A Deathly Message: “Capitalism Kills”
This photo sought to show people that they had only two options. Either get rid of capitalism or die beneath it. Propaganda pictures like these are awful as they offer up a very simple and direct solution for a problem that can’t be dealt with so simply. At the heart of Hitler’s biggest argument against the Jews was the idea that Germany was falling under the weight of their capitalistic ambitions. Hitler also had to convince millions of German’s that they must put the state before themselves, a key tenant to Communism that needed 100% support if it was going to successfully move forward.
“Have You Joined The Volunteers?”
This is a poster straight out of the Russian revolution. It is a message that urges people to join the volunteers. The menacing character on this power doesn’t look to be making a suggestion as much as an order. That’s no friendly Uncle Sam! This poster was regularly seen during the Russian revolution. The “volunteer army” in South Russia became the most prominent and the largest of the various and disparate White forces in the country. These men were typically lawless and disordered, although they had propaganda down to an art form in the 1900s. It was definitely a scary and uncertain time in Russia.

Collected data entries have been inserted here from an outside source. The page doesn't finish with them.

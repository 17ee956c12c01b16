//! Release of a metal cation from a coordination complex.

use std::collections::BTreeMap;
use std::sync::Arc;

use log::{trace, warn};
use petgraph::graph::NodeIndex;

use crate::bucket::EntryIndex;
use crate::config::NetworkConfig;
use crate::element::Element;
use crate::entry::MoleculeEntry;
use crate::formula::parse_formula;
use crate::graph_ops::environment_graph;
use crate::mol::BondPair;

use super::intermol::first_match;
use super::{atom_mapping, ArchetypeOutput, Reaction};

/// Bare metal entries: `formula -> charge -> entry`.
type MetalEntries = BTreeMap<String, BTreeMap<i32, Arc<MoleculeEntry>>>;

fn metal_entries(index: &EntryIndex, metals: &[Element]) -> MetalEntries {
    let mut found = MetalEntries::new();
    for metal in metals {
        let formula = format!("{}1", metal.symbol());
        for charge in index.charges(&formula, 0) {
            let bucket = index.get(&formula, 0, charge);
            if bucket.len() > 1 {
                warn!(
                    "{} entries for {formula} with charge {charge}; using {}",
                    bucket.len(),
                    bucket[0].id()
                );
            }
            if let Some(first) = bucket.first() {
                found
                    .entry(formula.clone())
                    .or_default()
                    .insert(charge, Arc::clone(first));
            }
        }
    }
    found
}

/// Finds complexes that fall apart into a bare metal and a ligand when two
/// metal bonds are broken together.
///
/// Only formulas containing one of `metals` with more than two bonds are
/// searched, and only metal bonds that cannot split the molecule on their
/// own are paired. The ligand is the first isomorphic entry of its bucket.
pub fn generate(index: &EntryIndex, config: &NetworkConfig, metals: &[Element]) -> ArchetypeOutput {
    let mut out = ArchetypeOutput::default();
    let metal_entries = metal_entries(index, metals);
    if metal_entries.is_empty() {
        return out;
    }

    for formula in index.formulas() {
        let has_metal = parse_formula(formula)
            .is_some_and(|comp| metals.iter().any(|&m| comp.contains(m)));
        if !has_metal {
            continue;
        }
        for num_bonds in index.bond_counts(formula).filter(|&n| n > 2) {
            for charge in index.charges(formula, num_bonds) {
                for entry in index.get(formula, num_bonds, charge) {
                    release_metal(entry, index, config, &metal_entries, &mut out);
                }
            }
        }
    }
    out
}

/// Metal bonds whose removal alone leaves the molecule connected.
fn unsplittable_metal_bonds(entry: &MoleculeEntry, metal_entries: &MetalEntries) -> Vec<BondPair> {
    let graph = entry.graph();
    let is_metal = |i: usize| {
        let symbol = graph.atom(NodeIndex::new(i)).element.symbol();
        metal_entries.contains_key(&format!("{symbol}1"))
    };
    entry
        .bonds()
        .iter()
        .copied()
        .filter(|&(a, b)| is_metal(a) || is_metal(b))
        .filter(|&bond| graph.split(&[bond]).is_err())
        .collect()
}

fn release_metal(
    entry: &Arc<MoleculeEntry>,
    index: &EntryIndex,
    config: &NetworkConfig,
    metal_entries: &MetalEntries,
    out: &mut ArchetypeOutput,
) {
    let bonds = unsplittable_metal_bonds(entry, metal_entries);
    for (i, &first) in bonds.iter().enumerate() {
        for &second in &bonds[i + 1..] {
            let pair = [first, second];
            let frags = match entry.graph().split(&pair) {
                Ok(frags) => frags,
                Err(err) => {
                    trace!("{}: bonds {:?} skipped: {err}", entry.id(), pair);
                    continue;
                }
            };
            let Some((metal_pos, metal_formula)) = frags.iter().enumerate().find_map(|(i, f)| {
                let formula = f.graph.formula();
                metal_entries.contains_key(&formula).then_some((i, formula))
            }) else {
                continue;
            };
            let metal_frag = &frags[metal_pos];

            for (pos, ligand_frag) in frags.iter().enumerate() {
                if pos == metal_pos {
                    continue;
                }
                let ligand_formula = ligand_frag.graph.formula();
                let ligand_bonds = ligand_frag.graph.bond_count();
                for ligand_charge in index.charges(&ligand_formula, ligand_bonds) {
                    let Some(metal) = metal_entries
                        .get(&metal_formula)
                        .and_then(|by_charge| by_charge.get(&(entry.charge() - ligand_charge)))
                    else {
                        continue;
                    };
                    let candidates = index.get(&ligand_formula, ligand_bonds, ligand_charge);
                    let Some(ligand) = first_match(candidates, ligand_frag) else {
                        continue;
                    };

                    let mut reaction =
                        Reaction::coordination(Arc::clone(entry), Arc::clone(ligand), Arc::clone(metal))
                            .with_electron_free_energy(config.electron_free_energy);
                    match atom_mapping::one_to_many(
                        entry.graph(),
                        &[(ligand.graph(), ligand_frag), (metal.graph(), metal_frag)],
                    ) {
                        Ok(mapping) => reaction = reaction.with_atom_mappings(mapping),
                        Err(err) => warn!("{}: {err}", entry.id()),
                    }
                    let environment = environment_graph(entry.graph(), &pair, config.environment_radius);
                    out.push(reaction, environment, entry.charge());
                }
            }
        }
    }
}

Peaceful Families Pictured With Warheads
This poster is from the 1950s and it plays well to the juxtaposition that many pieces of propaganda over the years have mastered. On one hand, it shows peaceful and happy people, but on the other, it features a giant missile that looks like it could destroy our planet. The caption says “we are peaceful people, yet our armored train stands at the ready.” This type of sentiment fed itself into the cold war and would remain a constant piece of messaging for more than three decades. In many ways, this poster was a piece of propaganda meant to prep the Russian population for future messaging that could draw them into serving the country during a time of war. This is a good but scary reminder that you don’t need to be in direct conflict to start recruiting the masses.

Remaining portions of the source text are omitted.